Het Parool scoopt: Hero Brinkman gaf opdracht provinciesite te hacken. De PVV’er wilde onderzoeken of de site van de provincie wel veilig was. Niet dus. De provincie deed vervolgens aangifte, Brinkman eist dat die wordt ingetrokken, CvK Johan Remkes weigert dat. Brinkmans verweer klinkt even onwaarschijnlijk als vergezocht: zijn hack is ‘je reinste uitlokking’. De site was zo slecht beveiligd dat hij er wel in moest breken.
De strijd over de toelaatbaarheid van Brinkmans gedrag laat ik graag aan juristen. Hoewel: er is een lezing denkbaar waarbij Brinkman een punt heeft. Uitlokking lijkt mij uitgesloten. Als kostbare spullen voor het grijpen liggen, kan ik ze ook gewoon laten liggen. En niemand heeft Brinkman aangezet tot het hacken van de site in de hoop dat hij de wet zou overtreden.
Maar waarom zou je als bestuurder niet proefondervindelijk mogen vaststellen dat sprake is van een (potentieel) bestuurlijk probleem? De kritiek op Brinkmans actie komt volgens mij voort uit het karakter van zijn daad: die is virtueel.

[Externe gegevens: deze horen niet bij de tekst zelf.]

//! File loading and per-analysis orchestration
//!
//! Each input file is read whole before parsing. An unreadable or non-UTF-8
//! file becomes an error [`Diagnostic`](crate::diagnostics::Diagnostic) and an
//! empty input, which every downstream stage accepts. The only fatal outcomes
//! are an invalid extraction pattern and an empty corpus in a combined
//! detection evaluation.

use crate::classification::{
    evaluate_combined, evaluate_corpus, ConfusionMatrix, CorpusEvaluation, CorpusLabel,
    DetectionEvaluation,
};
use crate::comparator::{compare_strategies, StrategyComparison};
use crate::config::{AnalysisConfig, ConditionSpec, DetectorSpec};
use crate::diagnostics::Diagnostics;
use crate::error::{AnalysisError, Result};
use crate::estimator::Estimator;
use crate::metrics::{derive_condition, derive_latency, CapacityBasis, ConditionMetrics, LatencyMetrics};
use crate::parser::{sequence_trials, DetectorLog, DetectorParser, PingParser, TrialParser, TrialRecord};
use serde::{Deserialize, Serialize};
use std::fs;
use std::path::{Path, PathBuf};

/// Read a log file as UTF-8 text
pub fn load_log(path: &Path) -> Result<String> {
    let bytes = fs::read(path).map_err(|source| AnalysisError::Io {
        path: path.to_path_buf(),
        source,
    })?;
    String::from_utf8(bytes).map_err(|e| AnalysisError::Encoding {
        path: path.to_path_buf(),
        offset: e.utf8_error().valid_up_to(),
    })
}

/// Read a log file, recording a failure as a diagnostic
pub fn read_log(path: &Path, diagnostics: &mut Diagnostics) -> Option<String> {
    match load_log(path) {
        Ok(text) => {
            tracing::debug!("Read {} bytes from {}", text.len(), path.display());
            Some(text)
        }
        Err(e) => {
            diagnostics.error(path.display().to_string(), format!("{}; treated as empty", e));
            None
        }
    }
}

/// Everything derived for one experimental condition
#[derive(Debug, Clone, PartialEq, Serialize, Deserialize)]
pub struct ConditionResult {
    pub label: String,
    pub path: PathBuf,
    /// Sequenced trial records in log order
    pub trials: Vec<TrialRecord>,
    pub metrics: ConditionMetrics,
    /// Detector verdicts over the condition's covert traffic, when a detector
    /// log with the same label was analyzed
    #[serde(skip_serializing_if = "Option::is_none")]
    pub confusion: Option<ConfusionMatrix>,
    pub diagnostics: Diagnostics,
}

/// Parse, sequence and derive one condition from text already in memory
pub fn analyze_condition_text(
    spec: &ConditionSpec,
    text: &str,
    parser: &TrialParser,
    estimator: &Estimator,
) -> ConditionResult {
    let mut trials = parser.parse(text);
    sequence_trials(&mut trials);
    let metrics = derive_condition(&spec.label, &trials, spec.symbols_per_byte, estimator);

    ConditionResult {
        label: spec.label.clone(),
        path: spec.path.clone(),
        trials,
        metrics,
        confusion: None,
        diagnostics: Diagnostics::new(),
    }
}

pub fn analyze_condition(spec: &ConditionSpec, config: &AnalysisConfig) -> Result<ConditionResult> {
    let parser = TrialParser::from_config(config)?;
    let estimator = Estimator::from_config(config);
    Ok(load_condition(spec, &parser, &estimator))
}

fn load_condition(spec: &ConditionSpec, parser: &TrialParser, estimator: &Estimator) -> ConditionResult {
    let mut diagnostics = Diagnostics::new();
    let text = read_log(&spec.path, &mut diagnostics).unwrap_or_default();
    let mut result = analyze_condition_text(spec, &text, parser, estimator);
    diagnostics.extend(std::mem::take(&mut result.diagnostics));
    result.diagnostics = diagnostics;
    result
}

/// Analyze every condition in `specs`, in order
pub fn analyze_conditions(specs: &[ConditionSpec], config: &AnalysisConfig) -> Result<Vec<ConditionResult>> {
    let parser = TrialParser::from_config(config)?;
    let estimator = Estimator::from_config(config);

    Ok(specs
        .iter()
        .map(|spec| {
            tracing::info!("Analyzing condition '{}' from {}", spec.label, spec.path.display());
            load_condition(spec, &parser, &estimator)
        })
        .collect())
}

/// Scores and mitigation events of one proxy log
#[derive(Debug, Clone, PartialEq, Serialize, Deserialize)]
pub struct DetectorResult {
    pub label: String,
    pub path: PathBuf,
    pub log: DetectorLog,
    pub dropped_packets: f64,
    pub delayed_packets: f64,
    #[serde(skip_serializing_if = "Option::is_none")]
    pub detection_rate: Option<f64>,
    /// All samples classified as covert traffic
    pub evaluation: CorpusEvaluation,
    pub diagnostics: Diagnostics,
}

pub fn analyze_detector_text(
    spec: &DetectorSpec,
    text: &str,
    parser: &DetectorParser,
    config: &AnalysisConfig,
) -> DetectorResult {
    let mut diagnostics = Diagnostics::new();
    let source = spec.label.as_str();
    let log = parser.parse_narrative(text, source, &mut diagnostics);

    if log.samples.is_empty() {
        diagnostics.warn(source, "no detector scores found");
    }

    let estimator = Estimator::from_config(config);
    let evaluation = evaluate_corpus(
        &log.scores(),
        CorpusLabel::Covert,
        config.detection_threshold,
        &estimator,
    );

    DetectorResult {
        label: spec.label.clone(),
        path: spec.path.clone(),
        dropped_packets: log.dropped_packets(),
        delayed_packets: log.delayed_packets(),
        detection_rate: log.detection_rate(),
        log,
        evaluation,
        diagnostics,
    }
}

/// Analyze every narrative detector log in `specs`, in order
pub fn analyze_detector_logs(specs: &[DetectorSpec], config: &AnalysisConfig) -> Result<Vec<DetectorResult>> {
    let parser = DetectorParser::from_config(config)?;

    Ok(specs
        .iter()
        .map(|spec| {
            let mut diagnostics = Diagnostics::new();
            let text = read_log(&spec.path, &mut diagnostics).unwrap_or_default();
            let mut result = analyze_detector_text(spec, &text, &parser, config);
            diagnostics.extend(std::mem::take(&mut result.diagnostics));
            result.diagnostics = diagnostics;
            result
        })
        .collect())
}

/// How detector scores are laid out in a log
#[derive(Debug, Clone, Copy, PartialEq, Eq, Default, Serialize, Deserialize)]
#[serde(rename_all = "snake_case")]
pub enum ScoreLayout {
    /// Delimited threat-assessment blocks, first `Score:` per block
    #[default]
    Assessments,
    /// Every occurrence of the configured score label
    Narrative,
}

#[derive(Debug, Clone, PartialEq, Serialize, Deserialize)]
pub struct DetectionReport {
    pub covert_path: PathBuf,
    pub normal_path: PathBuf,
    pub layout: ScoreLayout,
    pub evaluation: DetectionEvaluation,
    pub diagnostics: Diagnostics,
}

fn extract_scores(
    text: &str,
    source: &str,
    layout: ScoreLayout,
    parser: &DetectorParser,
    diagnostics: &mut Diagnostics,
) -> Vec<f64> {
    match layout {
        ScoreLayout::Assessments => parser
            .parse_assessments(text)
            .iter()
            .filter_map(|r| r.threat_score)
            .collect(),
        ScoreLayout::Narrative => parser.parse_narrative(text, source, diagnostics).scores(),
    }
}

/// Evaluate the detector on a covert corpus against a normal corpus
///
/// Fails with [`AnalysisError::EmptyCorpus`] when either corpus yields no
/// scores, including when its file could not be read.
pub fn analyze_detection(
    covert_path: &Path,
    normal_path: &Path,
    layout: ScoreLayout,
    config: &AnalysisConfig,
) -> Result<DetectionReport> {
    let parser = DetectorParser::from_config(config)?;
    let estimator = Estimator::from_config(config);
    let mut diagnostics = Diagnostics::new();

    let covert_text = read_log(covert_path, &mut diagnostics).unwrap_or_default();
    let normal_text = read_log(normal_path, &mut diagnostics).unwrap_or_default();

    let covert = extract_scores(&covert_text, "covert", layout, &parser, &mut diagnostics);
    let normal = extract_scores(&normal_text, "normal", layout, &parser, &mut diagnostics);
    tracing::info!("Loaded {} covert and {} normal scores", covert.len(), normal.len());

    let evaluation = evaluate_combined(&covert, &normal, config.detection_threshold, &estimator)?;

    for corpus in [&evaluation.covert, &evaluation.normal] {
        if let Some(degeneracy) = corpus.metrics.degeneracy {
            diagnostics.info(corpus.label.as_str(), degeneracy.explain());
        }
    }

    Ok(DetectionReport {
        covert_path: covert_path.to_path_buf(),
        normal_path: normal_path.to_path_buf(),
        layout,
        evaluation,
        diagnostics,
    })
}

/// Conditions, proxy logs and the comparison of mitigations
#[derive(Debug, Clone, PartialEq, Serialize, Deserialize)]
pub struct MitigationReport {
    pub conditions: Vec<ConditionResult>,
    pub detectors: Vec<DetectorResult>,
    pub comparison: StrategyComparison,
}

/// Full mitigation analysis over the configured conditions and detectors
///
/// Capacities are compared on the time-between-messages basis. A detector log
/// whose label matches a condition attaches its confusion matrix to that
/// condition.
pub fn analyze_mitigation(config: &AnalysisConfig) -> Result<MitigationReport> {
    let mut conditions = analyze_conditions(&config.conditions, config)?;
    let detectors = analyze_detector_logs(&config.detectors, config)?;

    for condition in conditions.iter_mut() {
        condition.confusion = detectors
            .iter()
            .find(|d| d.label == condition.label)
            .map(|d| d.evaluation.metrics.matrix);
    }

    let metrics: Vec<ConditionMetrics> = conditions.iter().map(|c| c.metrics.clone()).collect();
    let comparison = compare_strategies(
        &config.baseline,
        &metrics,
        &config.weights,
        CapacityBasis::TimeDiff,
    );

    Ok(MitigationReport {
        conditions,
        detectors,
        comparison,
    })
}

/// One phase-1 run: ping output plus the delaying proxy's log
#[derive(Debug, Clone, PartialEq, Serialize, Deserialize)]
pub struct LatencyRunSpec {
    pub ping: PathBuf,
    #[serde(skip_serializing_if = "Option::is_none")]
    pub proxy: Option<PathBuf>,
}

#[derive(Debug, Clone, PartialEq, Serialize, Deserialize)]
pub struct LatencyReport {
    pub runs: Vec<LatencyRunSpec>,
    pub metrics: LatencyMetrics,
    pub diagnostics: Diagnostics,
}

pub fn analyze_latency(specs: &[LatencyRunSpec], config: &AnalysisConfig) -> Result<LatencyReport> {
    let parser = PingParser::new()?;
    let estimator = Estimator::from_config(config);
    let mut diagnostics = Diagnostics::new();

    let runs: Vec<_> = specs
        .iter()
        .map(|spec| {
            let ping = read_log(&spec.ping, &mut diagnostics).unwrap_or_default();
            let proxy = spec
                .proxy
                .as_deref()
                .and_then(|p| read_log(p, &mut diagnostics))
                .unwrap_or_default();
            let run = parser.parse_run(&ping, &proxy);
            if run.summary.is_none() {
                diagnostics.warn(spec.ping.display().to_string(), "no ping statistics summary found");
            }
            run
        })
        .collect();

    Ok(LatencyReport {
        runs: specs.to_vec(),
        metrics: derive_latency(&runs, &estimator),
        diagnostics,
    })
}
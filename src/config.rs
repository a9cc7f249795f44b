//! Analysis configuration
//!
//! Every constant shared between the parser, estimator, classifier and
//! comparator lives in one immutable [`AnalysisConfig`] that callers thread
//! into each component. Loaded from TOML or built from [`Default`].

use crate::error::{AnalysisError, Result};
use serde::{Deserialize, Serialize};
use std::collections::HashSet;
use std::fs;
use std::path::{Path, PathBuf};

/// Delimiter written by the receiver before every reassembled message
pub const DEFAULT_TRIAL_DELIMITER: &str = "--- Covert Channel Simulation ---";

/// Delimiter written by the detector before every threat assessment
pub const DEFAULT_ASSESSMENT_DELIMITER: &str = "=== DNS Threat Level Assessment ===";

/// Weights of the composite effectiveness score
///
/// The score is indicative only; it is not a statistically validated metric.
#[derive(Debug, Clone, Copy, PartialEq, Serialize, Deserialize)]
#[serde(default)]
pub struct EffectivenessWeights {
    pub capacity_reduction: f64,
    pub correctness_impact: f64,
    pub success_rate_impact: f64,
}

impl Default for EffectivenessWeights {
    fn default() -> Self {
        Self {
            capacity_reduction: 0.4,
            correctness_impact: 0.3,
            success_rate_impact: 0.3,
        }
    }
}

/// One experimental condition backed by a receiver log
#[derive(Debug, Clone, PartialEq, Serialize, Deserialize)]
pub struct ConditionSpec {
    /// Display label, e.g. "No Mitigation" or "Typed Small With 5ms Delay"
    pub label: String,

    /// Path to the block-delimited receiver log
    pub path: PathBuf,

    /// Raw units the encoding spends per logical byte
    ///
    /// Chunk rate and bytes-per-chunk are divided by this factor. The TXT and
    /// CNAME encodings use 1; the record-type encoding spends 4 queries per
    /// byte.
    #[serde(default = "default_symbols_per_byte")]
    pub symbols_per_byte: u32,
}

impl ConditionSpec {
    pub fn new(label: impl Into<String>, path: impl Into<PathBuf>) -> Self {
        Self {
            label: label.into(),
            path: path.into(),
            symbols_per_byte: default_symbols_per_byte(),
        }
    }

    pub fn with_symbols_per_byte(mut self, symbols_per_byte: u32) -> Self {
        self.symbols_per_byte = symbols_per_byte;
        self
    }
}

fn default_symbols_per_byte() -> u32 {
    1
}

/// A narrative detector/proxy log for one mitigation strategy
#[derive(Debug, Clone, PartialEq, Serialize, Deserialize)]
pub struct DetectorSpec {
    pub label: String,
    pub path: PathBuf,
}

/// Configuration for the whole measurement pipeline
///
/// # Example
/// ```
/// use covert_metrics::config::AnalysisConfig;
///
/// let config = AnalysisConfig::default();
/// assert_eq!(config.detection_threshold, 1000.0);
/// assert_eq!(config.z_score, 1.96); // 95% two-sided normal approximation
/// assert!(config.validate().is_ok());
/// ```
#[derive(Debug, Clone, PartialEq, Serialize, Deserialize)]
#[serde(default)]
pub struct AnalysisConfig {
    /// Scores strictly above this value are positive (covert) verdicts
    pub detection_threshold: f64,

    /// Critical value of the confidence interval half-width
    pub z_score: f64,

    /// Delimiter between receiver trial blocks
    pub trial_delimiter: String,

    /// Delimiter between detector threat-assessment blocks
    pub assessment_delimiter: String,

    /// Label preceding the score in narrative proxy logs
    ///
    /// "Suspicion Score" for mitigation proxy logs. "Score" also matches the
    /// threat-level lines, which duplicate every assessment.
    pub score_label: String,

    /// Marker text of a dropped-packet event
    pub dropped_marker: String,

    /// Marker text of a delayed-packet event
    pub delayed_marker: String,

    /// How many times the proxy writes each drop/delay event
    pub marker_multiplicity: u32,

    /// Label of the unmitigated condition all others are compared against
    pub baseline: String,

    pub weights: EffectivenessWeights,

    #[serde(rename = "condition", skip_serializing_if = "Vec::is_empty")]
    pub conditions: Vec<ConditionSpec>,

    #[serde(rename = "detector", skip_serializing_if = "Vec::is_empty")]
    pub detectors: Vec<DetectorSpec>,
}

impl Default for AnalysisConfig {
    fn default() -> Self {
        Self {
            detection_threshold: 1000.0,
            z_score: 1.96,
            trial_delimiter: DEFAULT_TRIAL_DELIMITER.to_string(),
            assessment_delimiter: DEFAULT_ASSESSMENT_DELIMITER.to_string(),
            score_label: "Suspicion Score".to_string(),
            dropped_marker: "PACKET DROPPED".to_string(),
            delayed_marker: "PACKET DELAYED".to_string(),
            marker_multiplicity: 2,
            baseline: "No Mitigation".to_string(),
            weights: EffectivenessWeights::default(),
            conditions: Vec::new(),
            detectors: Vec::new(),
        }
    }
}

impl AnalysisConfig {
    /// Load and validate a configuration file
    ///
    /// # Example TOML
    /// ```toml
    /// detection_threshold = 1000.0
    /// baseline = "No Mitigation"
    ///
    /// [[condition]]
    /// label = "No Mitigation"
    /// path = "no_mitigation-receiver-logs.txt"
    ///
    /// [[condition]]
    /// label = "Typed Small With 5ms Delay"
    /// path = "typed_small.txt_5.txt"
    /// symbols_per_byte = 4
    ///
    /// [[detector]]
    /// label = "Delay Strategy"
    /// path = "delay-strategy-mitm.log"
    /// ```
    pub fn from_toml<P: AsRef<Path>>(path: P) -> Result<Self> {
        let path = path.as_ref();
        let content = fs::read_to_string(path).map_err(|source| AnalysisError::Io {
            path: path.to_path_buf(),
            source,
        })?;
        Self::from_toml_str(&content)
    }

    /// Parse and validate a configuration from TOML text
    pub fn from_toml_str(content: &str) -> Result<Self> {
        let config: Self = toml::from_str(content)?;
        config.validate()?;
        Ok(config)
    }

    /// Block-delimited threat assessments carry a bare `Score:` label
    pub fn threat_assessment() -> Self {
        Self {
            score_label: "Score".to_string(),
            ..Self::default()
        }
    }

    pub fn condition(&self, label: &str) -> Option<&ConditionSpec> {
        self.conditions.iter().find(|c| c.label == label)
    }

    /// Validate configuration
    pub fn validate(&self) -> Result<()> {
        if !self.detection_threshold.is_finite() {
            return Err(AnalysisError::Config(format!(
                "detection_threshold must be finite, got {}",
                self.detection_threshold
            )));
        }

        if !self.z_score.is_finite() || self.z_score <= 0.0 {
            return Err(AnalysisError::Config(format!(
                "z_score must be positive, got {}",
                self.z_score
            )));
        }

        for (name, value) in [
            ("trial_delimiter", &self.trial_delimiter),
            ("assessment_delimiter", &self.assessment_delimiter),
            ("score_label", &self.score_label),
            ("dropped_marker", &self.dropped_marker),
            ("delayed_marker", &self.delayed_marker),
        ] {
            if value.trim().is_empty() {
                return Err(AnalysisError::Config(format!("{} must not be empty", name)));
            }
        }

        if self.marker_multiplicity == 0 {
            return Err(AnalysisError::Config(
                "marker_multiplicity must be >= 1".to_string(),
            ));
        }

        let w = &self.weights;
        for (name, value) in [
            ("capacity_reduction", w.capacity_reduction),
            ("correctness_impact", w.correctness_impact),
            ("success_rate_impact", w.success_rate_impact),
        ] {
            if !value.is_finite() || value < 0.0 {
                return Err(AnalysisError::Config(format!(
                    "weight {} must be non-negative, got {}",
                    name, value
                )));
            }
        }

        let mut seen = HashSet::new();
        for condition in &self.conditions {
            if condition.symbols_per_byte == 0 {
                return Err(AnalysisError::Config(format!(
                    "condition '{}': symbols_per_byte must be >= 1",
                    condition.label
                )));
            }
            if !seen.insert(condition.label.as_str()) {
                return Err(AnalysisError::Config(format!(
                    "duplicate condition label '{}'",
                    condition.label
                )));
            }
        }

        Ok(())
    }
}

#[cfg(test)]
mod tests {
    use super::*;

    #[test]
    fn test_default_config() {
        let config = AnalysisConfig::default();
        assert_eq!(config.detection_threshold, 1000.0);
        assert_eq!(config.z_score, 1.96);
        assert_eq!(config.marker_multiplicity, 2);
        assert_eq!(config.baseline, "No Mitigation");
        assert_eq!(config.weights.capacity_reduction, 0.4);
        assert!(config.validate().is_ok());
    }

    #[test]
    fn test_threat_assessment_preset() {
        let config = AnalysisConfig::threat_assessment();
        assert_eq!(config.score_label, "Score");
        assert!(config.validate().is_ok());
    }

    #[test]
    fn test_from_toml_str_with_conditions() {
        let config = AnalysisConfig::from_toml_str(
            r#"
            detection_threshold = 750.0

            [[condition]]
            label = "No Mitigation"
            path = "baseline.txt"

            [[condition]]
            label = "Typed Small"
            path = "typed.txt"
            symbols_per_byte = 4

            [[detector]]
            label = "Drop Strategy"
            path = "drop.log"
            "#,
        )
        .unwrap();

        assert_eq!(config.detection_threshold, 750.0);
        assert_eq!(config.z_score, 1.96);
        assert_eq!(config.conditions.len(), 2);
        assert_eq!(config.conditions[0].symbols_per_byte, 1);
        assert_eq!(config.condition("Typed Small").unwrap().symbols_per_byte, 4);
        assert_eq!(config.detectors[0].label, "Drop Strategy");
    }

    #[test]
    fn test_from_toml_str_rejects_duplicate_labels() {
        let result = AnalysisConfig::from_toml_str(
            r#"
            [[condition]]
            label = "A"
            path = "a.txt"

            [[condition]]
            label = "A"
            path = "b.txt"
            "#,
        );
        assert!(matches!(result, Err(AnalysisError::Config(_))));
    }

    #[test]
    fn test_from_toml_str_syntax_error() {
        let result = AnalysisConfig::from_toml_str("detection_threshold = ");
        assert!(matches!(result, Err(AnalysisError::ConfigParse(_))));
    }

    #[test]
    fn test_from_toml_missing_file() {
        let result = AnalysisConfig::from_toml("/nonexistent/analysis.toml");
        assert!(matches!(result, Err(AnalysisError::Io { .. })));
    }

    #[test]
    #[allow(clippy::field_reassign_with_default)]
    fn test_invalid_z_score() {
        let mut config = AnalysisConfig::default();
        config.z_score = 0.0;
        assert!(config.validate().is_err());
    }

    #[test]
    #[allow(clippy::field_reassign_with_default)]
    fn test_invalid_marker_multiplicity() {
        let mut config = AnalysisConfig::default();
        config.marker_multiplicity = 0;
        assert!(config.validate().is_err());
    }

    #[test]
    #[allow(clippy::field_reassign_with_default)]
    fn test_invalid_symbols_per_byte() {
        let mut config = AnalysisConfig::default();
        config
            .conditions
            .push(ConditionSpec::new("Typed", "typed.txt").with_symbols_per_byte(0));
        assert!(config.validate().is_err());
    }

    #[test]
    #[allow(clippy::field_reassign_with_default)]
    fn test_invalid_negative_weight() {
        let mut config = AnalysisConfig::default();
        config.weights.correctness_impact = -0.1;
        assert!(config.validate().is_err());
    }

    #[test]
    #[allow(clippy::field_reassign_with_default)]
    fn test_invalid_empty_delimiter() {
        let mut config = AnalysisConfig::default();
        config.trial_delimiter = "   ".to_string();
        assert!(config.validate().is_err());
    }
}
use crate::config::AnalysisConfig;
use crate::diagnostics::Diagnostics;
use crate::error::Result;
use crate::parser::trial::{split_blocks, TrialRecord};
use crate::parser::capture;
use regex::Regex;
use serde::{Deserialize, Serialize};

/// One score occurrence in a narrative proxy log
#[derive(Debug, Clone, Copy, PartialEq, Serialize, Deserialize)]
pub struct DetectorSample {
    pub score: f64,
    /// `score > detection_threshold` at parse time
    pub detected: bool,
}

/// Scores and mitigation events extracted from one proxy log
#[derive(Debug, Clone, Default, PartialEq, Serialize, Deserialize)]
pub struct DetectorLog {
    /// Samples in positional order
    pub samples: Vec<DetectorSample>,
    /// Raw occurrences of the dropped-packet marker
    pub dropped_markers: usize,
    /// Raw occurrences of the delayed-packet marker
    pub delayed_markers: usize,
    /// How many times the producer writes each event
    pub marker_multiplicity: u32,
}

impl DetectorLog {
    pub fn scores(&self) -> Vec<f64> {
        self.samples.iter().map(|s| s.score).collect()
    }

    /// Dropped-packet events (raw markers divided by the multiplicity)
    pub fn dropped_packets(&self) -> f64 {
        self.events(self.dropped_markers)
    }

    /// Delayed-packet events (raw markers divided by the multiplicity)
    pub fn delayed_packets(&self) -> f64 {
        self.events(self.delayed_markers)
    }

    fn events(&self, markers: usize) -> f64 {
        markers as f64 / f64::from(self.marker_multiplicity.max(1))
    }

    /// Share of samples above threshold, `None` for an empty log
    pub fn detection_rate(&self) -> Option<f64> {
        if self.samples.is_empty() {
            return None;
        }
        let detected = self.samples.iter().filter(|s| s.detected).count();
        Some(detected as f64 / self.samples.len() as f64)
    }
}

/// Extractor for detector and proxy logs
#[derive(Debug, Clone)]
pub struct DetectorParser {
    narrative_score: Regex,
    assessment_score: Regex,
    assessment_delimiter: String,
    dropped_marker: String,
    delayed_marker: String,
    marker_multiplicity: u32,
    threshold: f64,
}

impl DetectorParser {
    pub fn from_config(config: &AnalysisConfig) -> Result<Self> {
        let narrative = format!(r"{}: ([\d.]+)", regex::escape(&config.score_label));
        Ok(Self {
            narrative_score: Regex::new(&narrative)?,
            assessment_score: Regex::new(r"Score: ([\d.]+)")?,
            assessment_delimiter: config.assessment_delimiter.clone(),
            dropped_marker: config.dropped_marker.clone(),
            delayed_marker: config.delayed_marker.clone(),
            marker_multiplicity: config.marker_multiplicity,
            threshold: config.detection_threshold,
        })
    }

    /// Extract every score occurrence and the drop/delay marker counts
    ///
    /// Captures that are not valid finite numbers (e.g. `1.2.3`, or a digit run
    /// that overflows to infinity) are skipped. A marker
    /// count that is not a multiple of the multiplicity is reported in
    /// `diagnostics` because it contradicts the paired-logging assumption.
    pub fn parse_narrative(&self, text: &str, source: &str, diagnostics: &mut Diagnostics) -> DetectorLog {
        let mut samples = Vec::new();
        let mut skipped = 0usize;

        for caps in self.narrative_score.captures_iter(text) {
            match caps[1].parse::<f64>() {
                Ok(score) if score.is_finite() => samples.push(DetectorSample {
                    score,
                    detected: score > self.threshold,
                }),
                _ => skipped += 1,
            }
        }

        if skipped > 0 {
            diagnostics.warn(source, format!("{} unparseable score value(s) skipped", skipped));
        }

        let dropped_markers = text.matches(self.dropped_marker.as_str()).count();
        let delayed_markers = text.matches(self.delayed_marker.as_str()).count();

        let multiplicity = self.marker_multiplicity.max(1) as usize;
        for (name, count) in [("dropped", dropped_markers), ("delayed", delayed_markers)] {
            if count % multiplicity != 0 {
                diagnostics.warn(
                    source,
                    format!(
                        "{} {} marker(s) is not a multiple of {}; event count is fractional",
                        count, name, multiplicity
                    ),
                );
            }
        }

        DetectorLog {
            samples,
            dropped_markers,
            delayed_markers,
            marker_multiplicity: self.marker_multiplicity,
        }
    }

    /// Parse block-delimited threat assessments
    ///
    /// Each block contributes the first `Score:` occurrence; blocks without a
    /// score are dropped.
    pub fn parse_assessments(&self, text: &str) -> Vec<TrialRecord> {
        split_blocks(text, &self.assessment_delimiter)
            .filter_map(|block| capture::<f64>(&self.assessment_score, block))
            .filter(|score| score.is_finite())
            .map(|score| TrialRecord {
                threat_score: Some(score),
                ..TrialRecord::default()
            })
            .collect()
    }
}
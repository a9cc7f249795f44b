// Detector accuracy scoring
//
// A continuous detector score is turned into a verdict with a fixed threshold
// (strictly greater is positive), compared against the corpus-determined
// ground truth, and aggregated into a confusion matrix.
//
// When positives and negatives come from independently logged corpora, each
// sample is classified with its own corpus label and the two result sets are
// concatenated before deriving metrics. Per-corpus metrics are kept alongside
// the combined ones; on a single-class corpus precision/recall degenerate to 0
// and that degeneracy is reported, not hidden.

mod confusion;
mod evaluation;
mod scores;

pub use confusion::{classify, ConfusionMatrix, Degeneracy, DetectionMetrics, Outcome};
pub use evaluation::{evaluate_combined, evaluate_corpus, CorpusEvaluation, CorpusLabel, DetectionEvaluation};
pub use scores::ScoreSummary;
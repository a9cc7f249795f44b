//! JSON output format for analysis reports

use crate::error::Result;
use serde::Serialize;

/// Versioned envelope around any report
#[derive(Debug, Clone, Serialize)]
pub struct JsonOutput<'a, T: Serialize> {
    /// Crate version that produced the report
    pub version: String,
    /// Format name
    pub format: String,
    /// Which analysis produced `report`
    pub analysis: &'a str,
    pub report: &'a T,
}

impl<'a, T: Serialize> JsonOutput<'a, T> {
    pub fn new(analysis: &'a str, report: &'a T) -> Self {
        Self {
            version: env!("CARGO_PKG_VERSION").to_string(),
            format: "covert-metrics-json-v1".to_string(),
            analysis,
            report,
        }
    }

    /// Serialize to pretty-printed JSON
    pub fn to_json(&self) -> Result<String> {
        Ok(serde_json::to_string_pretty(self)?)
    }
}

#[cfg(test)]
mod tests {
    use super::*;
    use crate::estimator::{Estimator, MetricDomain};

    #[test]
    fn test_json_envelope() {
        let estimate = Estimator::default().estimate(&[10.0, 20.0], MetricDomain::NonNegative);
        let json = JsonOutput::new("capacity", &estimate).to_json().unwrap();
        let value: serde_json::Value = serde_json::from_str(&json).unwrap();

        assert_eq!(value["format"], "covert-metrics-json-v1");
        assert_eq!(value["analysis"], "capacity");
        assert_eq!(value["report"]["mean"], 15.0);
        assert_eq!(value["report"]["samples"], 2);
    }

    #[test]
    fn test_undefined_estimate_serializes_null() {
        let estimate = Estimator::default().estimate(&[], MetricDomain::NonNegative);
        let json = JsonOutput::new("capacity", &estimate).to_json().unwrap();
        let value: serde_json::Value = serde_json::from_str(&json).unwrap();

        assert!(value["report"]["mean"].is_null());
        assert_eq!(value["report"]["note"], "no_samples");
    }
}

Maar Statenleden brengen toch ook bezoeken aan allerlei fysieke projecten die met belastinggeld worden gefinancierd? Net als de site. Ook dan kunnen bestuurders (en pers) tot de conclusie komen dat er iets ernstigs mis is. Net als Brinkman nu heeft gedaan bij de site. Ook dan kan de provincie de nodige imagoschade oplopen. Net als nu bij de site. Inclusief de media-aandacht. Net als nu. Dus: wat is precies het probleem?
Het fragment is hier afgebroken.